On December 12, 2008, in one of the largest awards ceremonies since the Vietnam era, Mulholland and the 3rd Special Forces Group (Airborne) were awarded 19 Silver Star Medals, two Bronze Star Medals for Valor, two Army Commendation Medals for Valor, and four Purple Hearts. In reference to their actions, Mulholland was quoted in saying "If you saw it in a movie, you'd shake your head and say it couldn't happen... But it did".

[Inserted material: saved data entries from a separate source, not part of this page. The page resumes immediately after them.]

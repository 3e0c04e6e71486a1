use std::fs::{self, File};
use std::path::Path;
use std::sync::Mutex;

use tracing_subscriber::layer::SubscriberExt;
use tracing_subscriber::util::SubscriberInitExt;
use tracing_subscriber::{EnvFilter, fmt};

/// Filter from `RECON_LOG` first, then `RUST_LOG`, then `info`.
pub fn env_filter() -> EnvFilter {
    EnvFilter::try_from_env("RECON_LOG")
        .or_else(|_| EnvFilter::try_from_default_env())
        .unwrap_or_else(|_| EnvFilter::new("info"))
}

/// Logs to the console and, when given, to `log_file`. Also picks up `log` records.
pub fn init_logging(log_file: Option<&Path>) -> anyhow::Result<()> {
    let file_layer = match log_file {
        Some(path) => {
            if let Some(parent) = path.parent() {
                fs::create_dir_all(parent)?;
            }
            let file = File::create(path)?;
            Some(fmt::layer().with_ansi(false).with_writer(Mutex::new(file)))
        }
        None => None,
    };

    tracing_subscriber::registry()
        .with(env_filter())
        .with(fmt::layer())
        .with(file_layer)
        .try_init()?;
    Ok(())
}
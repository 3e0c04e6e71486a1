use std::path::{Path, PathBuf};

use anyhow::{Context, anyhow};
use burn::backend::{Autodiff, NdArray, Wgpu};
use burn::module::AutodiffModule;
use burn::optim::AdamConfig;
use burn::prelude::{Backend, Config};
use burn::tensor::backend::AutodiffBackend;
use clap::{Args, Parser, Subcommand};
use dataset::{FrameDataset, FrameLoader, LoadConfig};
use pipeline::config::PipelineConfig;
use pipeline::{EventReporter, Pipeline, load_checkpoint, save_checkpoint};
use train::config::TrainConfig;
use train::context::RunContext;
use train::loss::LossKind;
use train::report::LogReporter;
use train::test_runner::TestRunner;

use crate::grid::{FrameGrid, FrameGridConfig};

mod grid;
mod logging;

const GRID_CONFIG: &str = "grid.json";
const TRAIN_CONFIG: &str = "train.json";
const FINAL_CHECKPOINT: &str = "model";

/// Train a frame reconstruction model on a folder of video frames, or reconstruct
/// frames from a trained one.
#[derive(Parser)]
struct Cli {
    /// Run on the CPU instead of the GPU.
    #[arg(long, global = true)]
    cpu: bool,

    /// Also write the log to this file.
    #[arg(long, global = true)]
    log_file: Option<PathBuf>,

    #[command(subcommand)]
    command: Command,
}

#[derive(Subcommand)]
enum Command {
    /// Train a model and periodically evaluate it.
    Train(TrainArgs),
    /// Reconstruct every frame with a trained model.
    Test(TestArgs),
}

#[derive(Args)]
struct FrameArgs {
    /// Directory containing the frames.
    #[arg(short, long)]
    data: Option<PathBuf>,

    /// Resize frames to this width and height.
    #[arg(long, num_args = 2, value_names = ["WIDTH", "HEIGHT"])]
    image_size: Option<Vec<u32>>,

    /// Max nr. of frames to load.
    #[arg(long)]
    max_frames: Option<usize>,
}

impl FrameArgs {
    fn load_config(&self) -> LoadConfig {
        LoadConfig::new()
            .with_image_size(self.image_size.as_deref().map(|s| [s[0], s[1]]))
            .with_max_frames(self.max_frames)
    }
}

#[derive(Args)]
struct TrainArgs {
    #[command(flatten)]
    frames: FrameArgs,

    /// Separate directory of frames to evaluate on. Defaults to the training frames.
    #[arg(long)]
    eval_data: Option<PathBuf>,

    /// Output directory for logs, checkpoints and images.
    #[arg(short, long, default_value = "output")]
    output: PathBuf,

    /// Train config JSON. Flags below override it.
    #[arg(long)]
    config: Option<PathBuf>,

    #[arg(long)]
    epochs: Option<usize>,

    #[arg(long)]
    lr: Option<f64>,

    #[arg(long, value_enum, ignore_case = true)]
    loss: Option<LossKind>,

    #[arg(long)]
    print_interval: Option<usize>,

    #[arg(long, default_value_t = 1)]
    batch_size: usize,

    #[arg(long, default_value_t = 1)]
    eval_every: usize,

    #[arg(long, default_value_t = 10)]
    checkpoint_every: usize,

    /// Save the reconstruction of every evaluation.
    #[arg(long)]
    save_images: bool,

    #[arg(long, default_value_t = 42)]
    seed: u64,

    #[arg(long, default_value_t = 16)]
    keyframes: usize,

    #[arg(long, default_value_t = 2)]
    stages: usize,

    #[arg(long, default_value_t = 0.0)]
    smoothness_weight: f32,

    /// Checkpoint to continue from.
    #[arg(long)]
    resume: Option<PathBuf>,

    /// Epoch to continue from.
    #[arg(long, default_value_t = 0)]
    start_epoch: usize,
}

#[derive(Args)]
struct TestArgs {
    #[command(flatten)]
    frames: FrameArgs,

    /// Output directory of the training run.
    #[arg(short, long)]
    model_dir: PathBuf,

    /// Checkpoint to load, relative to the model dir.
    #[arg(long, default_value = FINAL_CHECKPOINT)]
    checkpoint: String,

    /// Directory to write the reconstructed frames to.
    #[arg(short, long, default_value = "recon")]
    output: PathBuf,

    /// Without frames, reconstruct this many evenly spaced frames.
    #[arg(long)]
    num_frames: Option<usize>,

    /// Score every frame against its ground truth.
    #[arg(long)]
    eval: bool,
}

fn load_json<C: Config>(path: &Path) -> anyhow::Result<C> {
    C::load(path).map_err(|e| anyhow!("Failed to load {path:?}: {e:?}"))
}

async fn run_train<B: AutodiffBackend>(args: TrainArgs, device: B::Device) -> anyhow::Result<()> {
    let mut config = match &args.config {
        Some(path) => load_json::<TrainConfig>(path)?,
        None => TrainConfig::new(),
    };
    if let Some(epochs) = args.epochs {
        config.epochs = epochs;
    }
    if let Some(lr) = args.lr {
        config.lr.base_lr = lr;
    }
    if let Some(loss) = args.loss {
        config.loss = loss;
    }
    if let Some(print_interval) = args.print_interval {
        config.print_interval = print_interval;
    }

    let data = args.frames.data.as_deref().context("Training needs --data")?;
    let load_config = args.frames.load_config();
    let dataset = FrameDataset::load(data, &load_config).await?;
    let eval_dataset = match &args.eval_data {
        Some(dir) => FrameDataset::load(dir, &load_config).await?,
        None => dataset.clone(),
    };
    let [width, height] = dataset.image_size().context("Dataset has no frames")?;

    let grid_config = FrameGridConfig::new(height as usize, width as usize)
        .with_keyframes(args.keyframes)
        .with_stages(args.stages)
        .with_smoothness_weight(args.smoothness_weight);

    std::fs::create_dir_all(&args.output)?;
    grid_config.save(args.output.join(GRID_CONFIG))?;
    config.save(args.output.join(TRAIN_CONFIG))?;

    let mut model = grid_config.init::<B>(&device);
    if let Some(path) = &args.resume {
        model = load_checkpoint(model, path, &device)?;
    }
    let mut optim = AdamConfig::new().init::<B, FrameGrid<B>>();

    let train_loader = FrameLoader::<B>::new(dataset, args.batch_size, &device).with_shuffle(args.seed);
    let eval_loader = FrameLoader::<B::InnerBackend>::new(eval_dataset, args.batch_size, &device);

    let pipeline_config = PipelineConfig::new()
        .with_seed(args.seed)
        .with_start_epoch(args.start_epoch)
        .with_eval_every(args.eval_every)
        .with_eval_save_to_disk(args.save_images)
        .with_checkpoint_every(args.checkpoint_every)
        .with_export_path(args.output.to_string_lossy().into_owned());

    let mut reporter = EventReporter::create(&args.output)?;
    let mut ctx = RunContext::<B>::new(device);

    let (model, summary) = Pipeline::new(pipeline_config, &config).run(
        &mut ctx,
        model,
        &mut optim,
        &train_loader,
        Some(&eval_loader),
        &mut reporter,
    )?;

    save_checkpoint(&model.valid(), &args.output.join(FINAL_CHECKPOINT))?;
    std::fs::write(
        args.output.join("summary.json"),
        serde_json::to_string_pretty(&summary)?,
    )?;
    log::info!("Finished {} epochs in {:.1}s", summary.epochs_run, ctx.elapsed().as_secs_f64());
    Ok(())
}

async fn run_test<B: Backend>(args: TestArgs, device: B::Device) -> anyhow::Result<()> {
    let grid_config = load_json::<FrameGridConfig>(&args.model_dir.join(GRID_CONFIG))?;
    let config = load_json::<TrainConfig>(&args.model_dir.join(TRAIN_CONFIG))?;

    let dataset = match (&args.frames.data, args.num_frames) {
        (Some(data), _) => FrameDataset::load(data, &args.frames.load_config()).await?,
        (None, Some(n)) => FrameDataset::indices_only(n),
        (None, None) => anyhow::bail!("Test needs either --data or --num-frames"),
    };

    let model = load_checkpoint(
        grid_config.init::<B>(&device),
        &args.model_dir.join(&args.checkpoint),
        &device,
    )?;
    let loader = FrameLoader::<B>::new(dataset, 1, &device);
    let ctx = RunContext::<B>::new(device);

    let summary = TestRunner::new(&config, args.eval).run(&ctx, &model, &loader, &args.output, &mut LogReporter)?;
    log::info!(
        "Wrote {} frames to {:?} in {:.1}s",
        summary.frames,
        args.output,
        summary.seconds
    );
    Ok(())
}

#[tokio::main]
async fn main() -> anyhow::Result<()> {
    let cli = Cli::parse();
    logging::init_logging(cli.log_file.as_deref())?;

    match (cli.command, cli.cpu) {
        (Command::Train(args), false) => run_train::<Autodiff<Wgpu>>(args, Default::default()).await,
        (Command::Train(args), true) => run_train::<Autodiff<NdArray>>(args, Default::default()).await,
        (Command::Test(args), false) => run_test::<Wgpu>(args, Default::default()).await,
        (Command::Test(args), true) => run_test::<NdArray>(args, Default::default()).await,
    }
}
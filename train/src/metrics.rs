use burn::prelude::{Backend, Tensor};
use serde::{Deserialize, Serialize};

use crate::config::TrainConfig;
use crate::error::Result;
use crate::pyramid::{check_pyramids, to_host};
use crate::ssim::Ssim;

/// One metric value per output stage, in stage order.
#[derive(Clone, Debug, Default, PartialEq, Serialize, Deserialize)]
pub struct MetricTable {
    values: Vec<f64>,
}

impl MetricTable {
    pub fn new(values: Vec<f64>) -> Self {
        Self { values }
    }

    pub fn values(&self) -> &[f64] {
        &self.values
    }

    pub fn stages(&self) -> usize {
        self.values.len()
    }

    pub fn get(&self, stage: usize) -> Option<f64> {
        self.values.get(stage).copied()
    }

    /// Value of the highest resolution stage.
    pub fn finest(&self) -> Option<f64> {
        self.values.last().copied()
    }

    /// Stage-wise arithmetic mean, every table weighted equally.
    pub fn mean_of(tables: &[MetricTable]) -> Option<MetricTable> {
        let stages = tables.first()?.stages();
        let count = tables.len() as f64;
        let values = (0..stages)
            .map(|stage| {
                tables
                    .iter()
                    .map(|t| t.values.get(stage).copied().unwrap_or(0.0))
                    .sum::<f64>()
                    / count
            })
            .collect();
        Some(MetricTable { values })
    }

    /// Formats as `[a, b, ...]` rounded to `precision` decimals.
    pub fn display(&self, precision: usize) -> String {
        let values: Vec<String> = self
            .values
            .iter()
            .map(|v| format!("{v:.precision$}"))
            .collect();
        format!("[{}]", values.join(", "))
    }
}

/// Computes PSNR and structural similarity between output and target pyramids.
#[derive(Clone, Debug)]
pub struct MetricEngine {
    peak: f64,
    sentinel: f64,
    ssim: Ssim,
}

impl MetricEngine {
    pub fn new(config: &TrainConfig) -> Self {
        Self::with_params(config.psnr_peak, config.psnr_sentinel, config.ssim_window)
    }

    pub fn with_params(peak: f64, sentinel: f64, ssim_window: usize) -> Self {
        Self {
            peak,
            sentinel,
            ssim: Ssim::new(ssim_window, peak as f32),
        }
    }

    pub fn sentinel(&self) -> f64 {
        self.sentinel
    }

    /// PSNR of a mean squared error. Zero error, and anything scoring above the
    /// sentinel, reports the sentinel.
    pub fn psnr_from_mse(&self, mse: f64) -> f64 {
        if mse <= 0.0 {
            return self.sentinel;
        }
        let psnr = 10.0 * (self.peak * self.peak / mse).log10();
        if psnr > self.sentinel { self.sentinel } else { psnr }
    }

    /// PSNR of every sample, one table per sample.
    pub fn psnr_samples<B: Backend>(
        &self,
        outputs: &[Tensor<B, 4>],
        targets: &[Tensor<B, 4>],
    ) -> Result<Vec<MetricTable>> {
        let stages = per_stage(outputs, targets, |output, target| {
            let n = output.dims()[0];
            let mse = (output - target)
                .powi_scalar(2)
                .flatten::<2>(1, 3)
                .mean_dim(1)
                .reshape([n]);
            Ok(to_host(mse)?
                .into_iter()
                .map(|mse| self.psnr_from_mse(mse as f64))
                .collect())
        })?;
        Ok(transpose(stages))
    }

    /// Structural similarity of every sample in [0, 1], one table per sample.
    pub fn similarity_samples<B: Backend>(
        &self,
        outputs: &[Tensor<B, 4>],
        targets: &[Tensor<B, 4>],
    ) -> Result<Vec<MetricTable>> {
        let stages = per_stage(outputs, targets, |output, target| {
            let ssim = self.ssim.ssim_per_sample(output, target).clamp(0.0, 1.0);
            Ok(to_host(ssim)?.into_iter().map(f64::from).collect())
        })?;
        Ok(transpose(stages))
    }

    /// Batch mean PSNR per stage.
    pub fn psnr<B: Backend>(&self, outputs: &[Tensor<B, 4>], targets: &[Tensor<B, 4>]) -> Result<MetricTable> {
        Ok(MetricTable::mean_of(&self.psnr_samples(outputs, targets)?).unwrap_or_default())
    }

    /// Batch mean similarity per stage.
    pub fn similarity<B: Backend>(
        &self,
        outputs: &[Tensor<B, 4>],
        targets: &[Tensor<B, 4>],
    ) -> Result<MetricTable> {
        Ok(MetricTable::mean_of(&self.similarity_samples(outputs, targets)?).unwrap_or_default())
    }
}

fn per_stage<B: Backend>(
    outputs: &[Tensor<B, 4>],
    targets: &[Tensor<B, 4>],
    metric: impl Fn(Tensor<B, 4>, Tensor<B, 4>) -> Result<Vec<f64>>,
) -> Result<Vec<Vec<f64>>> {
    check_pyramids(outputs, targets)?;
    outputs
        .iter()
        .zip(targets)
        .map(|(output, target)| metric(output.clone(), target.clone()))
        .collect()
}

// [stage][sample] -> one table per sample.
fn transpose(stages: Vec<Vec<f64>>) -> Vec<MetricTable> {
    let samples = stages.first().map_or(0, Vec::len);
    (0..samples)
        .map(|i| MetricTable::new(stages.iter().map(|s| s[i]).collect()))
        .collect()
}

/// Running aggregation over an epoch.
///
/// Samples are averaged within a logging interval; the epoch value is the mean
/// of the interval means, each interval weighted equally regardless of how many
/// samples it saw.
#[derive(Clone, Debug, Default)]
pub struct IntervalAccumulator {
    pending: Vec<MetricTable>,
    intervals: Vec<MetricTable>,
}

impl IntervalAccumulator {
    pub fn extend(&mut self, samples: Vec<MetricTable>) {
        self.pending.extend(samples);
    }

    pub fn has_pending(&self) -> bool {
        !self.pending.is_empty()
    }

    /// Closes the current interval and returns its mean.
    pub fn close_interval(&mut self) -> Option<MetricTable> {
        let mean = MetricTable::mean_of(&self.pending)?;
        self.pending.clear();
        self.intervals.push(mean.clone());
        Some(mean)
    }

    pub fn epoch_mean(&self) -> Option<MetricTable> {
        MetricTable::mean_of(&self.intervals)
    }
}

Mulholland also served as a special assistant to the commanding general at United States Army Forces Command at Fort Bragg from October 2014 to January 2015 before being selected as Associate Director of the Central Intelligence Agency for Military Affairs.

==Personal life==
Mulholland's family includes his wife, the former Miriam Mitchell of Clemson, South Carolina, and four children.

==Education==
- 1978 Bachelor of Arts degree, Furman University, Greenville, SC
- 1991 Master of Military Art and Science degree, United States Army Command and General Staff College
- 2001 Master of Science degree in national security and strategic studies, National War College

==Date of Rank==
Furman University ROTC Cadet – Class of 1978

| Rank | Date |
|---|---|
| Second Lieutenant | Feb 2, 1979 |
| First Lieutenant | Jan 10, 1981 |
| Captain | Jan 1, 1983 |
| Major | Jan 1, 1991 |
| Lieutenant Colonel | May 1, 1995 |
| Colonel | Apr 1, 2001 |
| Brigadier General | Jan 1, 2005 |
| Major General | Jun 16, 2008 |
| Lieutenant General | Nov 7, 2008 |

==Awards, decorations and badges==

U.S. military decorations
|  | Army Distinguished Service Medal |
| Bronze oak leaf cluster | Defense Superior Service Medal (with 3 oak leaf clusters) |
| Bronze oak leaf cluster | Legion of Merit (with 1 oak leaf clusters) |
|  | Bronze Star Medal |
| Bronze oak leaf cluster | Defense Meritorious Service Medal (with oak leaf clusters) |
| Bronze oak leaf cluster | Meritorious Service Medal (with 2 oak leaf clusters) |
| Bronze oak leaf cluster | Army Commendation Medal (with 3 oak leaf clusters) |
| Bronze oak leaf cluster | Joint Service Achievement Medal (with 2 oak leaf cluster) |
| Bronze oak leaf cluster | Army Achievement Medal (with oak leaf cluster) |
U.S. Unit Awards
|  | Presidential Unit Citation |
| Bronze oak leaf cluster | Joint Meritorious Unit Award (with 2 leaf cluster) |
| Bronze oak leaf cluster | Valorous Unit Award (with oak leaf cluster) |
U.S. Service (Campaign) Medals and Service and Training Ribbons
| Bronze star | National Defense Service Medal (with 1 service star) |
| Bronze star | Afghanistan Campaign Medal (with 3 service stars) |
| Bronze star | Iraq Campaign Medal (with 2 service stars) |
|  | Global War on Terrorism Expeditionary Medal |
|  | Global War on Terrorism Service Medal |
|  | Armed Forces Reserve Medal |
|  | Army Service Ribbon |
|  | Army Overseas Service Ribbon (with award numeral "4") |

Other accoutrements
|  | Combat Infantryman Badge |
|  | Expert Infantryman Badge |
|  | Master Parachutist Badge |
|  | Military Freefall Parachutist Badge |
|  | Pathfinder Badge |
|  | Special Forces Tab |
|  | Ranger Tab |
|  | US Army Special Forces Combat Service Identification Badge |
|  | Army Special Forces Distinctive Unit Insignia |
|  | Irish Parachute Badge in Bronze |
|  | Unidentified foreign parachutist badge |
|  | 8 Overseas Service Bars |

In recognition of his distinguished service to his country, Mulholland received the Ellis Island Medal of Honor in 2011.